KOKOMO CITY Trailer: Black Trans Women Speak Their Truth in D. Smith’s Sundance-Winning Documentary
One of the most exciting, daring new voices to come out of Sundance this year is director D. Smith. Her feature directorial debut, Kokomo City, is a black-and-white-shot documentary that dives into the lives of four black trans sex workers as each of them tells share their own experiences of sex work, community, and dating as a trans woman. It had its world premiere at Sundance’s NEXT Section this year where it picked up both the NEXT Innovator Award and NEXT Audience Award. A musician and songwriter, D. Smith immerses us in the lives of Daniella Carter, Koko Da Doll, Liyah Mitchell, and Dominique Silver from a friendly and intimate perspective, especially since they all share the same experience of being a black trans woman. Magnolia Pictures has just released a no holds barred trailer ahead of its release on July 28.
In her review from Sundance, Bears Rebecca Fonte wrote “Kokomo City comes from the singular mind of D. Smith, a two-time Grammy-nominated songwriter and producer who has worked with Lil Wayne and Katy Perry… Kokomo City is a state of mind, where these sisters can share their most precious secrets, memories, and fears.
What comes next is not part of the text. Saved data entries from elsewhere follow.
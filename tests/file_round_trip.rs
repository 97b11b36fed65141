// tests/file_round_trip.rs

use std::collections::BTreeMap;
use std::sync::Arc;

use arrow::array::{Float32Array, Int64Array};
use arrow::datatypes::{DataType, Field, Schema};
use arrow::record_batch::RecordBatch;
use giga_data::{
    load_file, save_arrays, save_data, save_dict, Data, LoadOptions, SaveOptions, StripSort,
};
use ndarray::array;
use parquet::arrow::ArrowWriter;

#[test]
fn save_data_then_load_each_pair() {
    let dir = tempfile::tempdir().unwrap();
    let path = dir.path().join("sweeps.csv");

    let long = Data::from_rows(&[[0.0, 1.0], [0.5, 1.5], [1.0, 2.5]]);
    let short = Data::from_rows(&[[0.0, -1.0], [1.0, -2.0]]);
    save_data(&path, &[long.clone(), short.clone()], &["up", "down"], &SaveOptions::default()).unwrap();

    let up = load_file(&path, &LoadOptions::columns("up_X", "up_Y")).unwrap();
    assert_eq!(up, long);

    // the short column is NaN padded; stripping recovers the saved rows
    let down = load_file(
        &path,
        &LoadOptions {
            strip_sort: StripSort::Strip,
            ..LoadOptions::columns("down_X", "down_Y")
        },
    )
    .unwrap();
    assert_eq!(down, short);
}

#[test]
fn save_dict_uses_map_order_and_slash() {
    let dir = tempfile::tempdir().unwrap();
    let path = dir.path().join("dict.csv");

    let mut map = BTreeMap::new();
    map.insert("2.00K".to_string(), Data::from_rows(&[[0.0, 2.0]]));
    map.insert("1.75K".to_string(), Data::from_rows(&[[0.0, 1.0]]));
    save_dict(&path, map.iter(), &SaveOptions::for_dict()).unwrap();

    let text = std::fs::read_to_string(&path).unwrap();
    assert_eq!(
        text.lines().next().unwrap(),
        "1.75K/X,1.75K/Y,2.00K/X,2.00K/Y"
    );
}

#[test]
fn save_arrays_then_load_with_even_resample() {
    let dir = tempfile::tempdir().unwrap();
    let path = dir.path().join("arrays.csv");
    let b = array![4.0, 0.0, 3.0, 1.0, 2.0];
    let r = array![16.0, 0.0, 9.0, 1.0, 4.0];
    save_arrays(&path, &[b.view(), r.view()], &["B", "R"], &SaveOptions::default()).unwrap();

    let options = LoadOptions {
        strip_sort: StripSort::Both,
        interp_full: Some(2.0),
        ..LoadOptions::default()
    };
    let data = load_file(&path, &options).unwrap();
    assert_eq!(data.x(), array![0.0, 2.0, 4.0]);
    assert_eq!(data.y(), array![0.0, 4.0, 16.0]);
}

#[test]
fn parquet_columns_are_widened() {
    let dir = tempfile::tempdir().unwrap();
    let path = dir.path().join("sweep.parquet");

    let schema = Arc::new(Schema::new(vec![
        Field::new("temperature", DataType::Int64, false),
        Field::new("field", DataType::Float32, true),
        Field::new("resistance", DataType::Int64, false),
    ]));
    let batch = RecordBatch::try_new(
        schema.clone(),
        vec![
            Arc::new(Int64Array::from(vec![2, 2, 2])),
            Arc::new(Float32Array::from(vec![Some(0.5), None, Some(1.5)])),
            Arc::new(Int64Array::from(vec![10, 11, 12])),
        ],
    )
    .unwrap();
    let file = std::fs::File::create(&path).unwrap();
    let mut writer = ArrowWriter::try_new(file, schema, None).unwrap();
    writer.write(&batch).unwrap();
    writer.close().unwrap();

    let data = load_file(&path, &LoadOptions::columns("field", "resistance")).unwrap();
    assert_eq!(data.len(), 3);
    assert_eq!(data.x()[0], 0.5);
    assert!(data.x()[1].is_nan());
    assert_eq!(data.y(), array![10.0, 11.0, 12.0]);

    let err = load_file(&path, &LoadOptions::columns("field", "current")).unwrap_err();
    assert!(format!("{err:#}").contains("missing 'current' column"));
}
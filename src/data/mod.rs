//! Data layer: the paired x/y container and everything that acts on it.
//!
//! Architecture:
//! ```text
//!  .csv / .json / .parquet
//!        │
//!        ▼
//!   ┌──────────┐
//!   │  loader   │  parse file → Data
//!   └──────────┘
//!        │
//!        ▼
//!   ┌──────────┐
//!   │  model    │  N×2 matrix, x = column 0, y = column 1
//!   └──────────┘
//!     │   │   │
//!     ▼   ▼   ▼
//!  arith interp filter    y arithmetic, resampling, row selection
//!        │
//!        ▼
//!   ┌───────────┐
//!   │ aggregate │  sum / mean over containers sharing x
//!   └───────────┘
//! ```
pub mod aggregate;
pub mod arith;
pub mod filter;
pub mod interp;
pub mod loader;
pub mod model;

pub use model::Data;
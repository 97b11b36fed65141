use thiserror::Error;

/// Errors raised by [`Data`](crate::Data) operations and the export helpers.
///
/// Every operation fails at the point of violation and leaves its inputs
/// untouched; nothing is retried internally.
#[derive(Debug, Error)]
pub enum DataError {
    /// Wrong dimensionality, column count or length.
    #[error("shape error: {0}")]
    Shape(String),

    /// Two containers combined arithmetically do not share the same x values.
    #[error("the two Data objects do not have the same x values, so cannot be {operation}")]
    MismatchedAxis { operation: String },

    /// An operand could not be coerced to numbers.
    #[error("Data cannot be {operation} with object of type {found}")]
    Type { operation: String, found: String },

    /// A requested range or query lies outside the x domain, or min > max.
    #[error("range error: {0}")]
    Range(String),

    /// A row index or boolean mask does not fit the container.
    #[error("index error: {0}")]
    Index(String),

    /// An argument has an unusable value (non-positive step, empty list, ...).
    #[error("value error: {0}")]
    Value(String),

    #[error(transparent)]
    Io(#[from] std::io::Error),

    #[error(transparent)]
    Csv(#[from] csv::Error),
}

pub type Result<T> = std::result::Result<T, DataError>;

impl DataError {
    pub(crate) fn shape(msg: impl Into<String>) -> Self {
        DataError::Shape(msg.into())
    }

    pub(crate) fn range(msg: impl Into<String>) -> Self {
        DataError::Range(msg.into())
    }

    pub(crate) fn index(msg: impl Into<String>) -> Self {
        DataError::Index(msg.into())
    }

    pub(crate) fn value(msg: impl Into<String>) -> Self {
        DataError::Value(msg.into())
    }
}

#[cfg(test)]
mod tests {
    use super::*;

    #[test]
    fn messages_name_the_operation() {
        let err = DataError::MismatchedAxis {
            operation: "added".to_string(),
        };
        assert!(err.to_string().contains("cannot be added"));

        let err = DataError::Type {
            operation: "multiplied".to_string(),
            found: "string".to_string(),
        };
        assert_eq!(
            err.to_string(),
            "Data cannot be multiplied with object of type string"
        );
    }

    #[test]
    fn io_errors_convert() {
        let io = std::io::Error::new(std::io::ErrorKind::NotFound, "missing");
        let err: DataError = io.into();
        assert!(matches!(err, DataError::Io(_)));
    }
}
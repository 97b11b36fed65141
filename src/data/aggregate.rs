use super::model::Data;
use crate::error::{DataError, Result};

/// Sum of the y values of containers that share the same x values.
pub fn sum_data(data_list: &[Data]) -> Result<Data> {
    let (first, rest) = data_list
        .split_first()
        .ok_or_else(|| DataError::value("cannot sum an empty list of Data"))?;
    rest.iter().try_fold(first.clone(), |total, data| total.add(data))
}

/// Mean of the y values of containers that share the same x values.
pub fn mean(data_list: &[Data]) -> Result<Data> {
    let total = sum_data(data_list)?;
    total.div(data_list.len() as f64)
}
//! Environment configuration for the `review` binary.

use anyhow::{anyhow, Result};
use review_core::{Direction, SchedulerConfig};
use std::path::PathBuf;

/// Resolved runtime settings.
#[derive(Debug, Clone)]
pub struct Config {
    pub db_path: PathBuf,
    pub namespace: String,
    pub profile: String,
    pub default_direction: Direction,
}

impl Config {
    /// Read settings from the process environment (after `.env` is loaded).
    pub fn from_env() -> Result<Self> {
        Self::from_lookup(|name| std::env::var(name).ok())
    }

    /// Read settings through `lookup`, falling back to defaults for unset names.
    pub fn from_lookup(lookup: impl Fn(&str) -> Option<String>) -> Result<Self> {
        let default_direction = match lookup("REVIEW_DEFAULT_DIRECTION") {
            Some(raw) => Direction::from_str(&raw)
                .ok_or_else(|| anyhow!("REVIEW_DEFAULT_DIRECTION: unknown direction {raw:?}"))?,
            None => Direction::default(),
        };

        Ok(Self {
            db_path: lookup("REVIEW_DB_PATH")
                .map(PathBuf::from)
                .unwrap_or_else(default_db_path),
            namespace: lookup("REVIEW_NAMESPACE").unwrap_or_else(|| "vocab".to_string()),
            profile: lookup("REVIEW_PROFILE").unwrap_or_else(|| "default".to_string()),
            default_direction,
        })
    }

    pub fn scheduler_config(&self) -> SchedulerConfig {
        SchedulerConfig {
            default_direction: self.default_direction,
        }
    }
}

fn default_db_path() -> PathBuf {
    dirs::data_local_dir()
        .unwrap_or_else(|| PathBuf::from("."))
        .join("vocab-review")
        .join("review.db")
}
If you feel yourself bristled at the word ‘sissy’ then this is not the film for you. This is a film that leans hard into what it means to be trans, to be a sissy, and why that is terrifying to Black masculinity. D. Smith allows her subjects the space to be themselves, with no predetermined end result in mind. The effect is something a more traditional documentary could never achieve, the feeling that you are in the room with these women.”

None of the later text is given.